==== Dataset excerpts ====

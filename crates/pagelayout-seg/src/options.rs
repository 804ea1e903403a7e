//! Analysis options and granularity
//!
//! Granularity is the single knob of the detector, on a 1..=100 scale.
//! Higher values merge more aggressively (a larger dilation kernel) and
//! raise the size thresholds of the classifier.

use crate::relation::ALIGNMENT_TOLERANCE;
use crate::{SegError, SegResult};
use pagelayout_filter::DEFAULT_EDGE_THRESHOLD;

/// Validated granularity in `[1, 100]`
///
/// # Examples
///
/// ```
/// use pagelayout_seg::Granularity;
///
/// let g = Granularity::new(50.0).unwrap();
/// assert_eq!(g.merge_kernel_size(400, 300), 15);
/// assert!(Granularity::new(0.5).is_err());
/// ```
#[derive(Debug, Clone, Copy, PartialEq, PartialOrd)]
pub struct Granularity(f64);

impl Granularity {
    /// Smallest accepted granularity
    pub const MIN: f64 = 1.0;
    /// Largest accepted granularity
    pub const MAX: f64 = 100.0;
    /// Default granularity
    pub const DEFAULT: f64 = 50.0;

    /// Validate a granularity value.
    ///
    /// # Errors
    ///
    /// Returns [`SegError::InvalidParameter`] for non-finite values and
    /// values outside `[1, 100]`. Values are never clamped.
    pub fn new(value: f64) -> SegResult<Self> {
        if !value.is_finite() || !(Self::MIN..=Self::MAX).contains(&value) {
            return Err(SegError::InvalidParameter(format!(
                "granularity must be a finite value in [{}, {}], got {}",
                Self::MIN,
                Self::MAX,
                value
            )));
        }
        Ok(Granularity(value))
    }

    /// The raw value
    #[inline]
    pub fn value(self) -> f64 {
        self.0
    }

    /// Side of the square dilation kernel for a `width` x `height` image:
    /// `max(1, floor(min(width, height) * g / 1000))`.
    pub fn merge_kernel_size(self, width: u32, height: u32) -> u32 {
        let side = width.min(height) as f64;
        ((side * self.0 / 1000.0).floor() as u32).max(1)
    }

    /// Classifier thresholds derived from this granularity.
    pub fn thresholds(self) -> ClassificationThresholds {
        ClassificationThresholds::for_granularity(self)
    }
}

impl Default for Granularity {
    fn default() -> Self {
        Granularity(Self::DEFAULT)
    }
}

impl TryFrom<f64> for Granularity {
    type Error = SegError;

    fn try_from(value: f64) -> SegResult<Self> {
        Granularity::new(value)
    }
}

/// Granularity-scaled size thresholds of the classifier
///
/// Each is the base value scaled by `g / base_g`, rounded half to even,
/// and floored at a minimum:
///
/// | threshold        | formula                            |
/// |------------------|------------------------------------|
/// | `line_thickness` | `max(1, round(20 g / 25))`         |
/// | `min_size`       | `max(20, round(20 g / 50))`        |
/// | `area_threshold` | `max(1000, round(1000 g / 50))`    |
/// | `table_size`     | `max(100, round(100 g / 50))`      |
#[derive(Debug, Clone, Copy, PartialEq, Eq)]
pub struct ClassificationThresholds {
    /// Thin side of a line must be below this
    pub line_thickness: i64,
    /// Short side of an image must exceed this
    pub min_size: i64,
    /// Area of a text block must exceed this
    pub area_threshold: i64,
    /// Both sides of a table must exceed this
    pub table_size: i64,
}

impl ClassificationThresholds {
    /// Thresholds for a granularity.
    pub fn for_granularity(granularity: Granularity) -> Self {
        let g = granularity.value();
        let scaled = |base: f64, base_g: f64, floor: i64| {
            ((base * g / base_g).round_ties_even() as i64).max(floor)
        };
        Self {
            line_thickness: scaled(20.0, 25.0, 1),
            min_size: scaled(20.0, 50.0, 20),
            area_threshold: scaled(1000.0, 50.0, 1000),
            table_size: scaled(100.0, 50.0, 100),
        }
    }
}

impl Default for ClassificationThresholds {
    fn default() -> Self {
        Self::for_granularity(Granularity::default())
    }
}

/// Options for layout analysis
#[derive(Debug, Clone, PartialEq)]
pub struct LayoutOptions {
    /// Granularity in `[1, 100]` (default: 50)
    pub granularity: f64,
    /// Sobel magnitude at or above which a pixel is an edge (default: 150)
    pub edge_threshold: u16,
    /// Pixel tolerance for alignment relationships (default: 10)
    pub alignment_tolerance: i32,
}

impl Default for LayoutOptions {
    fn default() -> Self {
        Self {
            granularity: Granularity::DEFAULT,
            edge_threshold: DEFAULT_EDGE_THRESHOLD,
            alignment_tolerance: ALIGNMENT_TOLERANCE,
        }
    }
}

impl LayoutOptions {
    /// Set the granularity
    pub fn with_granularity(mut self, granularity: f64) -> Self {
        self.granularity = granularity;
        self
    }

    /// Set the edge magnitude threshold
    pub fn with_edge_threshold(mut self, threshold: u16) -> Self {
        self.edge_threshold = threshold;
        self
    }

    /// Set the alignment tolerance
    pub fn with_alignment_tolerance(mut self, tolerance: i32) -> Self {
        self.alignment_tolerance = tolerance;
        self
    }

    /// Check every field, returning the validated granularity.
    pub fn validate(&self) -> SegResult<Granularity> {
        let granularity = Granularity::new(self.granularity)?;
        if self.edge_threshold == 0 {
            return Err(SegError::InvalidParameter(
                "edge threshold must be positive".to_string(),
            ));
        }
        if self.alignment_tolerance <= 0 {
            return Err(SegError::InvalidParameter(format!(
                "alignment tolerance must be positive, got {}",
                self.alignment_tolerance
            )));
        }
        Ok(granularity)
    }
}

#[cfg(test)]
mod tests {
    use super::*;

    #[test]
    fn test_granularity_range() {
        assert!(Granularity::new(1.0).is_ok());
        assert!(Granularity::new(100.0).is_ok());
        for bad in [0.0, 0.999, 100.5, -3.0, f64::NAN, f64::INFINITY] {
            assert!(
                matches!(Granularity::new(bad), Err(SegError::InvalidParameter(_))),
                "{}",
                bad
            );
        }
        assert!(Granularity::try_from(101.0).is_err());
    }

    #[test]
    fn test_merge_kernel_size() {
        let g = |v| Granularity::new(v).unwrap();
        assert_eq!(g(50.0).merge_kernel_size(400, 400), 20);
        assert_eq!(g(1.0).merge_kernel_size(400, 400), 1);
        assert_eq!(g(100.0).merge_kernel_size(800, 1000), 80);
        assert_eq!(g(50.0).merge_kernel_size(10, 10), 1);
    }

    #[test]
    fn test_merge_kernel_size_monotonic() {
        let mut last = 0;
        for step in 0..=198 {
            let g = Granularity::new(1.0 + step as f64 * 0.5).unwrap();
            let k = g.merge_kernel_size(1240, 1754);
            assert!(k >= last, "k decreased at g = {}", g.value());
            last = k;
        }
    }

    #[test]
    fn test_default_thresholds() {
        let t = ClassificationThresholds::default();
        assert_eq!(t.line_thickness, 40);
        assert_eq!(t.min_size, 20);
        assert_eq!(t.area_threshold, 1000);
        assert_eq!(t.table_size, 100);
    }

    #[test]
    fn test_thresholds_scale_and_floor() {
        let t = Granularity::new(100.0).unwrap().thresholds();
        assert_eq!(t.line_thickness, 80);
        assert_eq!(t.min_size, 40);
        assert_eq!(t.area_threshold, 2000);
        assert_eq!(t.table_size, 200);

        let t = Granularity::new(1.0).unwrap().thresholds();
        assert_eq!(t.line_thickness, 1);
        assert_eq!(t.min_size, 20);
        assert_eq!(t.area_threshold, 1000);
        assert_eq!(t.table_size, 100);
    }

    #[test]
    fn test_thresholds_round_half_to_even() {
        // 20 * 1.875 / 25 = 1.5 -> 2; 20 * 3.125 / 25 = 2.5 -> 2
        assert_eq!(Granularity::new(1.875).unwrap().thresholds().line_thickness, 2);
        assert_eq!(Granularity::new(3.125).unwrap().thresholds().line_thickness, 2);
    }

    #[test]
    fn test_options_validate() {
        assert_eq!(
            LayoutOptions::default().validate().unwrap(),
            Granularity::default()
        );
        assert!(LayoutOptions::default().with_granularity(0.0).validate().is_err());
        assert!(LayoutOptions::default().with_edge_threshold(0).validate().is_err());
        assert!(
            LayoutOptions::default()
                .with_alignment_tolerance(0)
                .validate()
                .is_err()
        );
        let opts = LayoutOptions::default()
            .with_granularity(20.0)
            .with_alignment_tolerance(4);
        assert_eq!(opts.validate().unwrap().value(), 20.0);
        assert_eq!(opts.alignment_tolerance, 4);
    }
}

====
==== Dataset excerpts ====

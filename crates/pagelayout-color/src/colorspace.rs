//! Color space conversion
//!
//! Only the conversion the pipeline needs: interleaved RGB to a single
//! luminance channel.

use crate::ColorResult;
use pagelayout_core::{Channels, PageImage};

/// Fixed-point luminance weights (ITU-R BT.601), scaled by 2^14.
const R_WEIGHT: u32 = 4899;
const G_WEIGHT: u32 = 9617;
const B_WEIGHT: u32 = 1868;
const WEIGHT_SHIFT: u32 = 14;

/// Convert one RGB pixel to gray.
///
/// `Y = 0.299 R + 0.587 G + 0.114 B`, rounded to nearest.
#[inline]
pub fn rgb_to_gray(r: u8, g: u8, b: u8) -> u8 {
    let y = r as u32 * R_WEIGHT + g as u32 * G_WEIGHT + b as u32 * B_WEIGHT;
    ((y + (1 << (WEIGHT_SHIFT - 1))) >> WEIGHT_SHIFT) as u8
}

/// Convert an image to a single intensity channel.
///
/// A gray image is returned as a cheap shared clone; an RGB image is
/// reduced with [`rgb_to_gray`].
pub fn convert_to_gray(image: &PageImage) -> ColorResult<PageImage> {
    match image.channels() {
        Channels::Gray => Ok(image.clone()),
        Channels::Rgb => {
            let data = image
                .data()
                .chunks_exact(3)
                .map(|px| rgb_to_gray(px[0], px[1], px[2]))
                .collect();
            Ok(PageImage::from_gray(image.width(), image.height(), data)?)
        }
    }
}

====

▶ Task: Return every line of the material in which the word "base" is found.

▶ Solution:
/// Each is the base value scaled by `g / base_g`, rounded half to even,
        let scaled = |base: f64, base_g: f64, floor: i64| {
            ((base * g / base_g).round_ties_even() as i64).max(floor)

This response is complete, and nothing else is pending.